§ **What to produce**
From the entries below, work out the number of lines that hold the word "Identity", and give that number alone.

Items listed in a dataset
__________

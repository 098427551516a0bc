use chrono::NaiveDate;
use serde::{Deserialize, Serialize};

use crate::{
    book::BookId,
    events::CheckoutRefusal,
    library::{LendingError, Library},
};

/// Separator printed between loans in the overdue report
const LOAN_SEPARATOR: &str = "---------------------------------";

/// Counters describing a library at a given day
#[derive(Debug, Clone, PartialEq, Eq, Deserialize, Serialize)]
pub struct LibrarySummary {
    /// Library name
    pub library: String,
    /// Day the counters were computed for
    pub as_of: NaiveDate,
    /// Registered students
    pub students: usize,
    /// Registered teachers
    pub teachers: usize,
    /// Registered book exemplars
    pub books: usize,
    /// Exemplars currently out
    pub books_on_loan: usize,
    /// Open loans past due
    pub overdue_loans: usize,
    /// Teachers with a clean return record
    pub responsible_teachers: usize,
}

/// Plain-text and JSON renderings of library state
#[derive(Debug)]
pub struct Report;

impl Report {
    /// One line per member
    #[must_use]
    pub fn member_list(library: &Library) -> String {
        let mut list = String::new();
        for member in library.members() {
            list.push_str(&format!("{member}\n"));
        }
        list
    }

    /// Numbered list of books with their loan status
    #[must_use]
    #[allow(clippy::arithmetic_side_effects)]
    pub fn book_list(library: &Library) -> String {
        let mut list = String::new();
        for (i, book) in library.books().enumerate() {
            list.push_str(&format!("{}) {book}\n", i + 1));
        }
        list
    }

    /// One title per line
    #[must_use]
    pub fn title_list(library: &Library) -> String {
        let mut list = String::new();
        for book in library.books() {
            list.push_str(book.title());
            list.push('\n');
        }
        list
    }

    /// Open loans past due at `reference`
    #[must_use]
    pub fn overdue_loans(library: &Library, reference: NaiveDate) -> String {
        let overdue = library.overdue_loans(reference);
        if overdue.is_empty() {
            return "No overdue loans to date.".to_string();
        }

        let mut report = String::from("--- OVERDUE LOANS ---\n\n");
        for loan in overdue {
            report.push_str(&format!("{loan}\n{LOAN_SEPARATOR}\n"));
        }
        report
    }

    /// Teachers with a clean return record at `today`
    #[must_use]
    pub fn responsible_teachers(library: &Library, today: NaiveDate) -> String {
        let teachers = library.responsible_teachers(today);
        if teachers.is_empty() {
            return "No responsible teachers.".to_string();
        }

        let mut list = String::from("--- RESPONSIBLE TEACHERS ---\n\n");
        for teacher in teachers {
            list.push_str(&format!("{teacher}\n"));
        }
        list
    }

    /// Sentence naming the holder of a book
    ///
    /// # Errors
    ///
    /// Returns `LendingError::NotOnLoan` if the book is on the shelf, and
    /// `LendingError::UnknownBook` for an unknown identifier.
    pub fn who_has(library: &Library, book: BookId) -> Result<String, LendingError> {
        let holder = library.who_has(book)?;
        let title = library.book(book).map_or("", |view| view.title());
        Ok(format!("The book '{title}' is held by: {holder}"))
    }

    /// Diagnostic for a refused checkout
    #[must_use]
    pub fn refusal_message(reasons: &[CheckoutRefusal]) -> String {
        let mut message = String::from("Error: the loan could not be made.\n");
        for reason in reasons {
            message.push_str(&format!("- {}\n", reason.get_description()));
        }
        message
    }

    /// Counters for the library at `today`
    #[must_use]
    pub fn summary(library: &Library, today: NaiveDate) -> LibrarySummary {
        LibrarySummary {
            library: library.name().to_string(),
            as_of: today,
            students: library.count_by_role("Student"),
            teachers: library.count_by_role("Teacher"),
            books: library.book_count(),
            books_on_loan: library.books().filter(|book| book.is_on_loan()).count(),
            overdue_loans: library.overdue_loans(today).len(),
            responsible_teachers: library.responsible_teachers(today).len(),
        }
    }

    /// The summary as pretty-printed JSON
    ///
    /// # Errors
    ///
    /// Returns a `serde_json::Error` if serialization fails.
    pub fn summary_json(library: &Library, today: NaiveDate) -> Result<String, serde_json::Error> {
        serde_json::to_string_pretty(&Self::summary(library, today))
    }
}
//! Binary record streams for members, books and open loans.
//!
//! A stream is a bare concatenation of records: no header, no count, no
//! checksum. Integers are big-endian; strings carry a 2-byte big-endian byte
//! length followed by UTF-8 bytes. The end of the stream ends the sequence.

use std::{
    io::{self, BufRead, ErrorKind, Read, Write},
    string::FromUtf8Error,
};

use chrono::{DateTime, NaiveDate, NaiveTime};
use thiserror::Error;

use crate::member::{Classification, Role};

/// Errors raised while encoding or decoding records
#[derive(Debug, Error)]
pub enum CodecError {
    /// The underlying reader or writer failed
    #[error("I/O error: {0}")]
    Io(#[from] io::Error),
    /// The stream ended in the middle of a record
    #[error("stream ends in the middle of a record")]
    Truncated,
    /// A string does not fit the 16-bit length prefix
    #[error("string of {0} bytes exceeds the 65535 byte limit")]
    StringTooLong(usize),
    /// A string field holds invalid UTF-8
    #[error("invalid UTF-8 in string field: {0}")]
    InvalidUtf8(#[from] FromUtf8Error),
    /// A checkout timestamp does not map to a calendar date
    #[error("timestamp {0} ms is out of range")]
    InvalidTimestamp(i64),
}

/// A fixed-shape record of one of the three streams
pub trait Record: Sized {
    /// Append the record to `writer`
    ///
    /// # Errors
    ///
    /// Returns a `CodecError` if a string is too long or the writer fails.
    fn encode<W: Write>(&self, writer: &mut W) -> Result<(), CodecError>;

    /// Read one record from `reader`
    ///
    /// # Errors
    ///
    /// Returns `CodecError::Truncated` if the stream ends inside the record,
    /// or another `CodecError` if a field cannot be decoded.
    fn decode<R: Read>(reader: &mut R) -> Result<Self, CodecError>;
}

/// Member record: tag, id, name, major or department
#[derive(Debug, Clone, PartialEq, Eq)]
pub struct MemberRecord {
    /// `Estudiante` or `Docente`
    pub tag: String,
    /// Identity number
    pub id: i32,
    /// Display name
    pub name: String,
    /// Major for students, department for teachers
    pub payload: String,
}

impl MemberRecord {
    /// Build the record for a member
    #[must_use]
    pub fn new(id: i32, name: &str, role: &Role) -> Self {
        Self {
            tag: role.classification().stream_tag().to_string(),
            id,
            name: name.to_string(),
            payload: role.payload().to_string(),
        }
    }

    /// Role described by the record, if the tag is known
    #[must_use]
    pub fn role(&self) -> Option<Role> {
        Classification::from_stream_tag(&self.tag).map(|classification| match classification {
            Classification::Student => Role::Student { major: self.payload.clone() },
            Classification::Teacher => Role::Teacher { department: self.payload.clone() },
        })
    }
}

impl Record for MemberRecord {
    fn encode<W: Write>(&self, writer: &mut W) -> Result<(), CodecError> {
        write_string(writer, &self.tag)?;
        writer.write_all(&self.id.to_be_bytes())?;
        write_string(writer, &self.name)?;
        write_string(writer, &self.payload)
    }

    fn decode<R: Read>(reader: &mut R) -> Result<Self, CodecError> {
        let tag = read_string(reader)?;
        let id = i32::from_be_bytes(read_array(reader)?);
        let name = read_string(reader)?;
        let payload = read_string(reader)?;
        Ok(Self { tag, id, name, payload })
    }
}

/// Book record: title, edition, publisher, year
#[derive(Debug, Clone, PartialEq, Eq)]
pub struct BookRecord {
    /// Title
    pub title: String,
    /// Edition number
    pub edition: i32,
    /// Publisher name
    pub publisher: String,
    /// Publication year
    pub year: i32,
}

impl Record for BookRecord {
    fn encode<W: Write>(&self, writer: &mut W) -> Result<(), CodecError> {
        write_string(writer, &self.title)?;
        writer.write_all(&self.edition.to_be_bytes())?;
        write_string(writer, &self.publisher)?;
        writer.write_all(&self.year.to_be_bytes())?;
        Ok(())
    }

    fn decode<R: Read>(reader: &mut R) -> Result<Self, CodecError> {
        let title = read_string(reader)?;
        let edition = i32::from_be_bytes(read_array(reader)?);
        let publisher = read_string(reader)?;
        let year = i32::from_be_bytes(read_array(reader)?);
        Ok(Self { title, edition, publisher, year })
    }
}

/// Open loan record: member id, book title, checkout date
#[derive(Debug, Clone, PartialEq, Eq)]
pub struct LoanRecord {
    /// Identity number of the borrower
    pub member_id: i32,
    /// Title of the borrowed book
    pub title: String,
    /// Checkout date
    pub checkout_date: NaiveDate,
}

impl Record for LoanRecord {
    fn encode<W: Write>(&self, writer: &mut W) -> Result<(), CodecError> {
        writer.write_all(&self.member_id.to_be_bytes())?;
        write_string(writer, &self.title)?;
        writer.write_all(&date_to_epoch_millis(self.checkout_date).to_be_bytes())?;
        Ok(())
    }

    fn decode<R: Read>(reader: &mut R) -> Result<Self, CodecError> {
        let member_id = i32::from_be_bytes(read_array(reader)?);
        let title = read_string(reader)?;
        let millis = i64::from_be_bytes(read_array(reader)?);
        Ok(Self { member_id, title, checkout_date: date_from_epoch_millis(millis)? })
    }
}

/// Records read from a stream, and what stopped the read early, if anything
#[derive(Debug)]
pub struct Decoded<T> {
    /// Every complete record, in stream order
    pub records: Vec<T>,
    /// The error that ended decoding before the end of the stream
    pub stopped_by: Option<CodecError>,
}

/// Read records until the stream ends. Decoding stops at the first broken
/// record; the records before it are kept.
pub fn decode_stream<T: Record, R: BufRead>(mut reader: R) -> Decoded<T> {
    let mut records = Vec::new();
    loop {
        match reader.fill_buf() {
            Ok([]) => return Decoded { records, stopped_by: None },
            Ok(_) => {}
            Err(e) if e.kind() == ErrorKind::Interrupted => continue,
            Err(e) => return Decoded { records, stopped_by: Some(e.into()) },
        }

        match T::decode(&mut reader) {
            Ok(record) => records.push(record),
            Err(e) => return Decoded { records, stopped_by: Some(e) },
        }
    }
}

/// Write every record to `writer`
///
/// # Errors
///
/// Returns the first `CodecError` hit; earlier records are already written.
pub fn encode_stream<'r, T, W>(
    writer: &mut W,
    records: impl IntoIterator<Item = &'r T>,
) -> Result<(), CodecError>
where
    T: Record + 'r,
    W: Write,
{
    for record in records {
        record.encode(writer)?;
    }
    Ok(())
}

/// Write a length-prefixed UTF-8 string
///
/// # Errors
///
/// Returns `CodecError::StringTooLong` past 65535 bytes, or an I/O error.
pub fn write_string<W: Write>(writer: &mut W, value: &str) -> Result<(), CodecError> {
    let bytes = value.as_bytes();
    let len = u16::try_from(bytes.len()).map_err(|_| CodecError::StringTooLong(bytes.len()))?;
    writer.write_all(&len.to_be_bytes())?;
    writer.write_all(bytes)?;
    Ok(())
}

/// Read a length-prefixed UTF-8 string
///
/// # Errors
///
/// Returns `CodecError::Truncated` on a short read and
/// `CodecError::InvalidUtf8` on malformed text.
pub fn read_string<R: Read>(reader: &mut R) -> Result<String, CodecError> {
    let len = u16::from_be_bytes(read_array(reader)?);
    let mut bytes = vec![0; usize::from(len)];
    read_exact(reader, &mut bytes)?;
    Ok(String::from_utf8(bytes)?)
}

/// Read a fixed number of bytes
fn read_array<const N: usize, R: Read>(reader: &mut R) -> Result<[u8; N], CodecError> {
    let mut buf = [0; N];
    read_exact(reader, &mut buf)?;
    Ok(buf)
}

/// `read_exact` with end-of-stream reported as a truncated record
fn read_exact<R: Read>(reader: &mut R, buf: &mut [u8]) -> Result<(), CodecError> {
    reader.read_exact(buf).map_err(|e| match e.kind() {
        ErrorKind::UnexpectedEof => CodecError::Truncated,
        _ => CodecError::Io(e),
    })
}

/// Milliseconds since the epoch at UTC midnight of `date`
#[must_use]
pub fn date_to_epoch_millis(date: NaiveDate) -> i64 {
    date.and_time(NaiveTime::MIN).and_utc().timestamp_millis()
}

/// UTC calendar date of an epoch timestamp in milliseconds
///
/// # Errors
///
/// Returns `CodecError::InvalidTimestamp` outside the representable range.
pub fn date_from_epoch_millis(millis: i64) -> Result<NaiveDate, CodecError> {
    DateTime::from_timestamp_millis(millis)
        .map(|moment| moment.date_naive())
        .ok_or(CodecError::InvalidTimestamp(millis))
}
use std::fmt;

use chrono::{Days, NaiveDate};
use serde::{Deserialize, Serialize};

use crate::{
    book::{Book, BookId},
    library::LendingError,
    member::{Member, MemberId},
};

/// Date format used when rendering loans
const DATE_FORMAT: &str = "%Y/%m/%d";

/// Placeholder rendered for a missing return date
const NO_DATE: &str = "----/--/--";

/// Identifier of a loan in the library's ledger
#[derive(Debug, Clone, Copy, PartialEq, Eq, Hash, PartialOrd, Ord, Deserialize, Serialize)]
pub struct LoanId(pub(crate) usize);

impl LoanId {
    /// Position of the loan in the ledger, in creation order
    #[must_use]
    pub fn index(self) -> usize {
        self.0
    }
}

impl fmt::Display for LoanId {
    fn fmt(&self, f: &mut fmt::Formatter<'_>) -> fmt::Result {
        write!(f, "L{}", self.0)
    }
}

/// Represents the two states of a loan
#[derive(Debug, Clone, Copy, Default, PartialEq, Eq, Hash, Deserialize, Serialize)]
pub enum LoanStatus {
    /// The book has not come back yet
    #[default]
    Open,
    /// The book was returned on the given date
    Closed(NaiveDate),
}

impl LoanStatus {
    /// Get a human-readable description of the status
    #[must_use]
    pub fn get_description(self) -> String {
        match self {
            Self::Open => "Loan is open".to_string(),
            Self::Closed(date) => format!("Loan was closed on {}", date.format(DATE_FORMAT)),
        }
    }

    /// Whether the loan is still open
    #[must_use]
    pub fn is_open(self) -> bool {
        matches!(self, Self::Open)
    }

    /// The return date, if the loan is closed
    #[must_use]
    pub fn return_date(self) -> Option<NaiveDate> {
        match self {
            Self::Open => None,
            Self::Closed(date) => Some(date),
        }
    }
}

/// A checkout of one book by one member
#[derive(Debug, Clone, PartialEq, Eq, Deserialize, Serialize)]
pub struct Loan {
    /// Ledger identifier
    id: LoanId,
    /// Day the book left the library
    checkout_date: NaiveDate,
    /// Open or closed
    status: LoanStatus,
    /// Borrowing member
    member: MemberId,
    /// Borrowed book
    book: BookId,
}

impl Loan {
    /// Create an open loan
    pub(crate) fn new(id: LoanId, checkout_date: NaiveDate, member: MemberId, book: BookId) -> Self {
        Self { id, checkout_date, status: LoanStatus::Open, member, book }
    }

    /// Ledger identifier
    #[must_use]
    pub fn id(&self) -> LoanId {
        self.id
    }

    /// Day the book left the library
    #[must_use]
    pub fn checkout_date(&self) -> NaiveDate {
        self.checkout_date
    }

    /// Current status
    #[must_use]
    pub fn status(&self) -> LoanStatus {
        self.status
    }

    /// Identifier of the borrowing member
    #[must_use]
    pub fn member_id(&self) -> MemberId {
        self.member
    }

    /// Identifier of the borrowed book
    #[must_use]
    pub fn book_id(&self) -> BookId {
        self.book
    }

    /// Whether the book is still out
    #[must_use]
    pub fn is_open(&self) -> bool {
        self.status.is_open()
    }

    /// Due date for a borrower allowed `loan_days` days
    #[must_use]
    pub fn due_date(&self, loan_days: u32) -> NaiveDate {
        self.checkout_date
            .checked_add_days(Days::new(u64::from(loan_days)))
            .unwrap_or(NaiveDate::MAX)
    }

    /// A loan is overdue once `reference` is strictly after the due date
    #[must_use]
    pub fn is_overdue(&self, loan_days: u32, reference: NaiveDate) -> bool {
        reference > self.due_date(loan_days)
    }

    /// Record the return of the book
    ///
    /// # Errors
    ///
    /// Returns `LendingError::LoanAlreadyClosed` if the loan was already closed;
    /// a closed loan is never reopened or re-dated.
    pub(crate) fn close(&mut self, return_date: NaiveDate) -> Result<(), LendingError> {
        match self.status {
            LoanStatus::Open => {
                self.status = LoanStatus::Closed(return_date);
                Ok(())
            }
            LoanStatus::Closed(returned) => {
                Err(LendingError::LoanAlreadyClosed { loan: self.id, returned })
            }
        }
    }
}

/// A loan resolved against its member and book
#[derive(Debug, Clone, Copy)]
pub struct LoanView<'a> {
    /// The ledger entry
    loan: &'a Loan,
    /// Borrowing member
    member: &'a Member,
    /// Borrowed book
    book: &'a Book,
}

impl<'a> LoanView<'a> {
    /// Bundle a loan with the records it points at
    pub(crate) fn new(loan: &'a Loan, member: &'a Member, book: &'a Book) -> Self {
        Self { loan, member, book }
    }

    /// The ledger entry
    #[must_use]
    pub fn loan(self) -> &'a Loan {
        self.loan
    }

    /// Borrowing member
    #[must_use]
    pub fn member(self) -> &'a Member {
        self.member
    }

    /// Borrowed book
    #[must_use]
    pub fn book(self) -> &'a Book {
        self.book
    }

    /// Ledger identifier
    #[must_use]
    pub fn id(self) -> LoanId {
        self.loan.id
    }

    /// Current status
    #[must_use]
    pub fn status(self) -> LoanStatus {
        self.loan.status
    }

    /// Whether the book is still out
    #[must_use]
    pub fn is_open(self) -> bool {
        self.loan.is_open()
    }

    /// Due date under the member's current allowance
    #[must_use]
    pub fn due_date(self) -> NaiveDate {
        self.loan.due_date(self.member.loan_days())
    }

    /// Overdue check against the member's current allowance.
    ///
    /// Raising a teacher's allowance moves the due date of every loan they
    /// ever took, including closed ones.
    #[must_use]
    pub fn is_overdue(self, reference: NaiveDate) -> bool {
        self.loan.is_overdue(self.member.loan_days(), reference)
    }
}

impl fmt::Display for LoanView<'_> {
    fn fmt(&self, f: &mut fmt::Formatter<'_>) -> fmt::Result {
        let returned = self
            .loan
            .status
            .return_date()
            .map_or_else(|| NO_DATE.to_string(), |date| date.format(DATE_FORMAT).to_string());
        writeln!(
            f,
            "Checkout: {} - Return: {returned}",
            self.loan.checkout_date.format(DATE_FORMAT)
        )?;
        writeln!(f, "Book: {}", self.book.title())?;
        write!(f, "Member: {}", self.member.name())
    }
}
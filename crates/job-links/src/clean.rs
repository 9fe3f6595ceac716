//! URL canonicalization.
//!
//! Generic sites lose their fragment and query string. Sites with a
//! [`CanonicalForm::JobView`] form (LinkedIn) are rebuilt from the job id
//! instead, and URLs on those hosts without a recoverable id are discarded.

use url::Url;

use crate::site::{CanonicalForm, Pattern, Site};
use crate::types::CleanOptions;
use crate::validate::parse_url;

/// Canonicalize a job URL.
///
/// Returns an empty string when the URL should be discarded. Never panics;
/// input that does not parse falls back to plain string trimming.
pub fn clean_job_url(url: &str, options: &CleanOptions) -> String {
    if url.is_empty() {
        return String::new();
    }

    match parse_url(url) {
        Ok(parsed) => clean_parsed(parsed, options),
        Err(e) => {
            tracing::debug!("{e}, falling back to string cleaning");
            clean_url_fallback(url, options)
        }
    }
}

/// [`clean_job_url`] with default options.
pub fn clean_job_url_default(url: &str) -> String {
    clean_job_url(url, &CleanOptions::default())
}

fn clean_parsed(mut parsed: Url, options: &CleanOptions) -> String {
    if let Some((path_id, query_key, prefix)) = parsed.host_str().and_then(job_view_override) {
        return match job_view_id(&parsed, path_id, query_key) {
            Some(id) => format!("{prefix}{id}"),
            None => {
                tracing::debug!("no job id in {parsed}, discarding");
                String::new()
            }
        };
    }

    if options.remove_hash {
        parsed.set_fragment(None);
    }
    if options.remove_tracking {
        parsed.set_query(None);
    }

    parsed.to_string()
}

/// The job-view rebuild rule `(path_id, query_key, prefix)` of the first site
/// whose domains cover `host`, if any.
fn job_view_override(host: &str) -> Option<(&'static Pattern, &'static str, &'static str)> {
    Site::ALL.into_iter().map(Site::rules).find_map(|rules| match &rules.canonical {
        CanonicalForm::JobView {
            path_id,
            query_key,
            prefix,
        } if rules.matches_host(host) => Some((path_id, *query_key, *prefix)),
        _ => None,
    })
}

/// Path id first, then the query parameter. Query ids must be all digits.
fn job_view_id(parsed: &Url, path_id: &Pattern, query_key: &str) -> Option<String> {
    if let Some(id) = path_id
        .regex()
        .captures(parsed.path())
        .and_then(|caps| caps.get(1))
    {
        return Some(id.as_str().to_string());
    }

    parsed
        .query_pairs()
        .find(|(key, _)| key == query_key)
        .map(|(_, value)| value.into_owned())
        .filter(|value| !value.is_empty() && value.bytes().all(|b| b.is_ascii_digit()))
}

/// String-based cleaning for input the URL parser rejects.
fn clean_url_fallback(url: &str, options: &CleanOptions) -> String {
    let mut cleaned = url;

    if options.remove_hash {
        if let Some(idx) = cleaned.find('#') {
            cleaned = &cleaned[..idx];
        }
    }
    if options.remove_tracking {
        if let Some(idx) = cleaned.find('?') {
            cleaned = &cleaned[..idx];
        }
    }

    cleaned.to_string()
}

__________

§ **Answer section**
2